Select Committee on Health Minutes of Evidence


Memorandum by The President of the Royal College of Pathologists (PS48)

TOPIC: PUBLIC: PRIVATE PARTNERSHIPS IN NHS PATHOLOGY

  The NHS Plan mentions pathology services only once, in chapter 11 on changes in the relationship between the NHS and the private sector. It says "We also propose to develop some partnership arrangements at a regional level for modernising pathology services".

  There is an undoubted need to have a rethink about the configuration and management of pathology services in the NHS as a whole. In several areas serious problems have developed due to a compound effect of workforce shortages, rising demand and lack of capital investment. There is also considerable disparity in service provision throughout the UK, both in terms of repertoire and levels of resource. The Audit Commission showed this very clearly a decade ago in its first report on medical laboratories.

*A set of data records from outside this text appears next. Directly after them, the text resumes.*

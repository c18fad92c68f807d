mod stages;
mod state;
mod workers;

pub use workers::AdaptiveWorkers;

use std::path::{Path, PathBuf};
use std::sync::Arc;
use std::time::{Duration, UNIX_EPOCH};

use common::{
    backends::registry::BackendRegistry,
    error::AppError,
    storage::types::source::Source,
    utils::config::IngestConfig,
};
use globset::{Glob, GlobSet, GlobSetBuilder};
use storage_coordinator::StorageCoordinator;
use tokio::task::JoinSet;
use tokio_util::sync::CancellationToken;
use tracing::{debug, info, instrument, warn};

use crate::{
    chunker::{Chunker, ChunkerConfig},
    task::{TaskHandle, TaskRegistry, TaskSnapshot, TaskStatus},
    tracker::{FileTracker, IngestDecision},
    watcher::{FileEvent, FileWatcher},
};

use self::stages::FileContext;
use self::state::ready;

/// What happened to one file inside a task.
#[derive(Debug, Clone, Copy, PartialEq, Eq)]
enum FileOutcome {
    Written(usize),
    Unchanged,
    Skipped,
}

pub struct IngestionPipeline {
    coordinator: Arc<StorageCoordinator>,
    registry: Arc<BackendRegistry>,
    tracker: Arc<FileTracker>,
    chunker: Chunker,
    tasks: Arc<TaskRegistry>,
    workers: Arc<AdaptiveWorkers>,
    config: IngestConfig,
    ignore: GlobSet,
    shutdown: CancellationToken,
    watchers: std::sync::Mutex<Vec<FileWatcher>>,
}

impl IngestionPipeline {
    pub fn new(
        coordinator: Arc<StorageCoordinator>,
        registry: Arc<BackendRegistry>,
        config: IngestConfig,
    ) -> Arc<Self> {
        let tracker = Arc::new(FileTracker::new(Arc::clone(coordinator.db())));
        let workers = AdaptiveWorkers::new(config.workers);
        let ignore = build_ignore_set(&config.ignore_globs);

        Arc::new(Self {
            coordinator,
            registry,
            tracker,
            chunker: Chunker::new(ChunkerConfig::default()),
            tasks: Arc::new(TaskRegistry::new()),
            workers,
            config,
            ignore,
            shutdown: CancellationToken::new(),
            watchers: std::sync::Mutex::new(Vec::new()),
        })
    }

    pub fn tracker(&self) -> &Arc<FileTracker> {
        &self.tracker
    }

    /// Start an ingestion task over the given roots; returns immediately
    /// with the task id. RPC threads never carry per-file work.
    pub fn ingest(
        self: &Arc<Self>,
        paths: Vec<PathBuf>,
        recursive: bool,
        watch: bool,
    ) -> Result<String, AppError> {
        if paths.is_empty() {
            return Err(AppError::Validation("ingest requires at least one path".into()));
        }

        let task = self.tasks.create();
        let task_id = task.snapshot().task_id.clone();

        if watch {
            self.start_watcher(paths.clone())?;
        }

        let pipeline = Arc::clone(self);
        let handle = Arc::clone(&task);
        tokio::spawn(async move {
            pipeline.run_task(handle, paths, recursive).await;
        });

        Ok(task_id)
    }

    pub fn status(&self, task_id: &str) -> Option<Arc<TaskSnapshot>> {
        self.tasks.get(task_id).map(|handle| handle.snapshot())
    }

    pub fn cancel(&self, task_id: &str) -> bool {
        self.tasks.cancel(task_id)
    }

    /// Deletion path: mark the source deleted and supersede its chunks.
    pub async fn remove_path(&self, path: &Path) -> Result<Vec<String>, AppError> {
        let source_id = Source::id_for_path(&path.to_string_lossy());
        let lock = self.tracker.source_lock(&source_id);
        let _guard = lock.lock().await;

        let chunk_ids = self.tracker.mark_deleted(path).await?;
        let pairs: Vec<(String, Option<String>)> =
            chunk_ids.iter().map(|id| (id.clone(), None)).collect();
        self.coordinator.supersede_chunks(&pairs).await?;

        info!(path = %path.display(), superseded = chunk_ids.len(), "source removed");
        Ok(chunk_ids)
    }

    /// Stop accepting work: cancel running tasks and stop watchers.
    pub fn shutdown(&self) {
        self.shutdown.cancel();
        self.tasks.cancel_all();
        self.watchers
            .lock()
            .unwrap_or_else(std::sync::PoisonError::into_inner)
            .clear();
    }

    #[instrument(skip_all, fields(task_id = %task.snapshot().task_id))]
    async fn run_task(self: Arc<Self>, task: Arc<TaskHandle>, roots: Vec<PathBuf>, recursive: bool) {
        if !task.transition(TaskStatus::Running) {
            return;
        }

        let files = self.expand_paths(roots, recursive).await;
        task.set_total(files.len());
        info!(files = files.len(), "ingestion task started");

        let mut join_set: JoinSet<()> = JoinSet::new();
        let mut backpressure = self.coordinator.backpressure();

        for path in files {
            if task.is_cancelled() || self.shutdown.is_cancelled() {
                break;
            }

            // Reconcile queues above high-water pause dispatch entirely.
            while *backpressure.borrow_and_update() {
                let cancellation = task.cancellation();
                tokio::select! {
                    () = cancellation.cancelled() => break,
                    changed = backpressure.changed() => {
                        if changed.is_err() {
                            break;
                        }
                    }
                }
            }
            if task.is_cancelled() {
                break;
            }

            let Some(permit) = self.workers.acquire().await else {
                break;
            };
            let pipeline = Arc::clone(&self);
            let handle = Arc::clone(&task);
            join_set.spawn(async move {
                let _permit = permit;
                match pipeline.process_file(&path, &handle).await {
                    Ok(FileOutcome::Written(chunks)) => {
                        handle.record_file_done(chunks);
                        pipeline.workers.record_success();
                    }
                    Ok(FileOutcome::Unchanged | FileOutcome::Skipped) => {
                        handle.record_file_done(0);
                        pipeline.workers.record_success();
                    }
                    Err(AppError::Cancelled) => {
                        debug!(path = %path.display(), "file ingestion cancelled");
                    }
                    Err(err) => {
                        if err.is_retryable() {
                            pipeline.workers.record_pressure();
                        }
                        warn!(path = %path.display(), error = %err, "file ingestion failed");
                        handle.record_file_failed(&path.to_string_lossy(), err.to_string());
                    }
                }
            });
        }

        while join_set.join_next().await.is_some() {}

        let snapshot = task.snapshot();
        if snapshot.status == TaskStatus::Cancelled {
            info!("ingestion task cancelled");
            return;
        }

        let threshold = usize::from(self.config.failure_threshold_pct);
        let failed_task =
            snapshot.failed > 0 && snapshot.failed * 100 >= snapshot.total * threshold;
        task.transition(if failed_task {
            TaskStatus::Failed
        } else {
            TaskStatus::Completed
        });
        info!(
            processed = snapshot.processed,
            written = snapshot.written,
            failed = snapshot.failed,
            "ingestion task finished"
        );
    }

    async fn process_file(
        &self,
        path: &Path,
        task: &TaskHandle,
    ) -> Result<FileOutcome, AppError> {
        let metadata = tokio::fs::metadata(path).await?;
        if metadata.len() > self.config.max_file_bytes {
            debug!(
                path = %path.display(),
                bytes = metadata.len(),
                "file exceeds size cap; skipping"
            );
            return Ok(FileOutcome::Skipped);
        }
        let file_mtime = metadata
            .modified()
            .ok()
            .and_then(|mtime| mtime.duration_since(UNIX_EPOCH).ok())
            .map(|elapsed| elapsed.as_millis() as i64)
            .unwrap_or(0);
        let bytes = tokio::fs::read(path).await?;

        // One ingestion per source at a time; the next generation waits for
        // this one's metadata commit.
        let source_id = Source::id_for_path(&path.to_string_lossy());
        let lock = self.tracker.source_lock(&source_id);
        let _guard = lock.lock().await;

        let cancel = task.cancellation();
        let mut ctx = FileContext::new(
            &self.tracker,
            &self.coordinator,
            &self.registry,
            &self.chunker,
            &cancel,
            stages::RetryPolicy::from_config(&self.config),
            path.to_path_buf(),
            bytes,
            file_mtime,
        );

        let machine = ready();
        let machine = stages::decide(machine, &mut ctx).await?;
        if matches!(ctx.decision, Some(IngestDecision::Unchanged)) {
            return Ok(FileOutcome::Unchanged);
        }

        let machine = stages::split(machine, &mut ctx)?;
        let machine = stages::embed(machine, &mut ctx).await?;
        let machine = stages::persist(machine, &mut ctx).await?;
        let _machine = stages::record(machine, &mut ctx).await?;

        let written = ctx.report.as_ref().map_or(0, |report| report.written);
        Ok(FileOutcome::Written(written))
    }

    async fn expand_paths(&self, roots: Vec<PathBuf>, recursive: bool) -> Vec<PathBuf> {
        let ignore = self.ignore.clone();
        let files = tokio::task::spawn_blocking(move || {
            let mut files = Vec::new();
            for root in roots {
                if root.is_file() {
                    files.push(root);
                    continue;
                }
                let max_depth = if recursive { usize::MAX } else { 1 };
                for entry in walkdir::WalkDir::new(&root)
                    .max_depth(max_depth)
                    .follow_links(false)
                    .into_iter()
                    .filter_map(Result::ok)
                {
                    if entry.file_type().is_file() {
                        files.push(entry.into_path());
                    }
                }
            }
            files.retain(|path| !ignore.is_match(path));
            files.sort();
            files.dedup();
            files
        })
        .await;

        match files {
            Ok(files) => files,
            Err(err) => {
                warn!(error = %err, "path expansion panicked; ingesting nothing");
                Vec::new()
            }
        }
    }

    fn start_watcher(self: &Arc<Self>, roots: Vec<PathBuf>) -> Result<(), AppError> {
        let (watcher, mut rx) =
            FileWatcher::spawn(&roots, Duration::from_millis(self.config.debounce_ms))?;
        self.watchers
            .lock()
            .unwrap_or_else(std::sync::PoisonError::into_inner)
            .push(watcher);

        let pipeline = Arc::clone(self);
        let shutdown = self.shutdown.clone();
        tokio::spawn(async move {
            loop {
                tokio::select! {
                    () = shutdown.cancelled() => break,
                    event = rx.recv() => {
                        let Some(event) = event else { break };
                        match event {
                            FileEvent::Changed(path) => {
                                if let Err(err) = pipeline.ingest(vec![path.clone()], false, false) {
                                    warn!(path = %path.display(), error = %err, "watch-triggered ingest failed");
                                }
                            }
                            FileEvent::Removed(path) => {
                                if let Err(err) = pipeline.remove_path(&path).await {
                                    warn!(path = %path.display(), error = %err, "watch-triggered removal failed");
                                }
                            }
                        }
                    }
                }
            }
        });

        Ok(())
    }
}

fn build_ignore_set(globs: &[String]) -> GlobSet {
    let mut builder = GlobSetBuilder::new();
    for pattern in globs {
        match Glob::new(pattern) {
            Ok(glob) => {
                builder.add(glob);
            }
            Err(err) => warn!(pattern, error = %err, "ignoring invalid ignore glob"),
        }
    }
    builder.build().unwrap_or_else(|_| GlobSet::empty())
}
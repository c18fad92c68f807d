use std::{
    fs,
    path::PathBuf,
    sync::{
        atomic::{AtomicUsize, Ordering},
        Arc,
    },
    thread::available_parallelism,
};

use async_trait::async_trait;
use fastembed::{InitOptions, RerankInitOptions, TextEmbedding, TextRerank};
use tokio::sync::{Mutex, RwLock, Semaphore};
use tracing::debug;

use crate::{
    backends::{EmbeddingBackend, RerankScore, RerankerBackend},
    error::AppError,
};

/// Local ONNX embeddings. The model is loaded on the first readiness probe,
/// off the async runtime; inference takes the engine mutex.
pub struct LocalEmbeddingBackend {
    id: String,
    dimension: usize,
    cache_dir: Option<PathBuf>,
    engine: Mutex<Option<TextEmbedding>>,
}

impl LocalEmbeddingBackend {
    pub fn new(id: &str, dimension: usize, cache_dir: Option<PathBuf>) -> Self {
        Self {
            id: id.to_string(),
            dimension,
            cache_dir,
            engine: Mutex::new(None),
        }
    }
}

#[async_trait]
impl EmbeddingBackend for LocalEmbeddingBackend {
    fn id(&self) -> &str {
        &self.id
    }

    fn dimension(&self) -> usize {
        self.dimension
    }

    async fn ensure_available(&self) -> Result<(), AppError> {
        let mut guard = self.engine.lock().await;
        if guard.is_some() {
            return Ok(());
        }

        let mut options = InitOptions::default();
        if let Some(dir) = &self.cache_dir {
            fs::create_dir_all(dir)?;
            options.cache_dir = dir.clone();
        }

        debug!(backend = %self.id, "loading local embedding model");
        let engine = tokio::task::spawn_blocking(move || TextEmbedding::try_new(options))
            .await?
            .map_err(|e| AppError::Transient(format!("embedding model load failed: {e}")))?;

        *guard = Some(engine);
        Ok(())
    }

    async fn embed(&self, inputs: &[String]) -> Result<Vec<Vec<f32>>, AppError> {
        if inputs.is_empty() {
            return Ok(Vec::new());
        }

        let mut guard = self.engine.lock().await;
        let engine = guard.as_mut().ok_or_else(|| {
            AppError::InternalError("local embedding backend used before warm-up".into())
        })?;

        engine
            .embed(inputs.to_vec(), None)
            .map_err(|e| AppError::Transient(format!("local embedding failed: {e}")))
    }
}

static NEXT_ENGINE: AtomicUsize = AtomicUsize::new(0);

fn pick_engine_index(pool_len: usize) -> usize {
    let n = NEXT_ENGINE.fetch_add(1, Ordering::Relaxed);
    n % pool_len
}

fn default_pool_size() -> usize {
    available_parallelism()
        .map(|value| value.get().min(2))
        .unwrap_or(2)
        .max(1)
}

/// Local cross-encoder reranking. A small pool of engines sits behind a
/// semaphore; each call leases one engine for its duration.
pub struct LocalRerankerBackend {
    id: String,
    pool_size: usize,
    cache_dir: Option<PathBuf>,
    engines: RwLock<Vec<Arc<Mutex<TextRerank>>>>,
    semaphore: Arc<Semaphore>,
}

impl LocalRerankerBackend {
    pub fn new(id: &str, pool_size: Option<usize>, cache_dir: Option<PathBuf>) -> Self {
        let pool_size = pool_size.unwrap_or_else(default_pool_size).max(1);
        Self {
            id: id.to_string(),
            pool_size,
            cache_dir,
            engines: RwLock::new(Vec::new()),
            semaphore: Arc::new(Semaphore::new(pool_size)),
        }
    }
}

#[async_trait]
impl RerankerBackend for LocalRerankerBackend {
    fn id(&self) -> &str {
        &self.id
    }

    async fn ensure_available(&self) -> Result<(), AppError> {
        {
            let engines = self.engines.read().await;
            if !engines.is_empty() {
                return Ok(());
            }
        }

        let mut engines = self.engines.write().await;
        if !engines.is_empty() {
            return Ok(());
        }

        let mut options = RerankInitOptions::default();
        if let Some(dir) = &self.cache_dir {
            fs::create_dir_all(dir)?;
            options.cache_dir = dir.clone();
        }

        for index in 0..self.pool_size {
            debug!(backend = %self.id, engine = index, "loading reranking engine");
            let engine_options = options.clone();
            let model = tokio::task::spawn_blocking(move || TextRerank::try_new(engine_options))
                .await?
                .map_err(|e| AppError::Transient(format!("reranker model load failed: {e}")))?;
            engines.push(Arc::new(Mutex::new(model)));
        }

        Ok(())
    }

    async fn rerank(
        &self,
        query: &str,
        documents: Vec<String>,
        return_documents: bool,
    ) -> Result<Vec<RerankScore>, AppError> {
        if documents.is_empty() {
            return Ok(Vec::new());
        }

        let engine = {
            let engines = self.engines.read().await;
            if engines.is_empty() {
                return Err(AppError::InternalError(
                    "local reranker used before warm-up".into(),
                ));
            }
            let idx = pick_engine_index(engines.len());
            Arc::clone(&engines[idx])
        };

        // The permit enforces backpressure across concurrent searches.
        let _permit = self
            .semaphore
            .clone()
            .acquire_owned()
            .await
            .map_err(|_| AppError::Cancelled)?;

        let mut guard = engine.lock().await;
        let results = guard
            .rerank(query.to_owned(), documents, return_documents, None)
            .map_err(|e| AppError::Transient(format!("rerank failed: {e}")))?;

        Ok(results
            .into_iter()
            .map(|result| RerankScore {
                index: result.index,
                score: result.score,
                document: result.document,
            })
            .collect())
    }
}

  "Pathology" consumes around 6 per cent of the NHS acute services budget, and covers the whole spectrum of laboratory-based medicine. Specialties are grouped into the four main disciplines of medical microbiology, clinical biochemistry, haematology and histopathology/cytopathology. There are other smaller disciplines such as immunology, virology, genetics, transfusion medicine and histocompatibility (tissue typing). Very few hospital patients are treated without any laboratory investigation, and pathology, a key clinical facility, is pivotal to diagnosis and disease management.

  Laboratories are mostly based in NHS hospitals. They are mostly managed at the level of individual Trusts, and many Chief Executives see them as an overhead, giving rise to continual efforts to reduce activity and costs. Despite this there is an inexorable and universal rise in demand running at between 5 and 10 per cent per year. Technical staff are difficult to recruit and retain due to poor career prospects and remuneration. There is a 10 per cent vacancy factor in consultants in histopathology due to poor workforce planning in the mid 1990s, which is hampering the ambitions of the Cancer Plan. Lack of capital planning has led to automated machinery being used long past its normal life span with consequent reliability problems and high maintenance costs. Much of the fabric of laboratories has been ignored in the competition for capital developments, with many buildings being inadequate, dilapidated or both.

  For all these reasons the College is therefore very keen to see the service "modernised". We support the idea that managed networks covering a larger population base than the average District hospital are potentially a better model of service delivery than the present Trust-based system. They offer the potential for more flexible working with common purchasing policies, avoiding unnecessary duplication, common standard operating procedures and equipment, co-ordinated staff training and linked IT systems. They also offer the potential for work sensitive funding with primary, secondary and tertiary care organisations entering into proper clinical contracts.

  We do not see that the private sector necessarily needs to be involved to achieve such change, and some NHS schemes based on this model are showing promise. We have no prejudice on the matter, however, and accept that the possibility of partnerships is worth exploring, particularly where local NHS services are failing or where major capital investment is needed.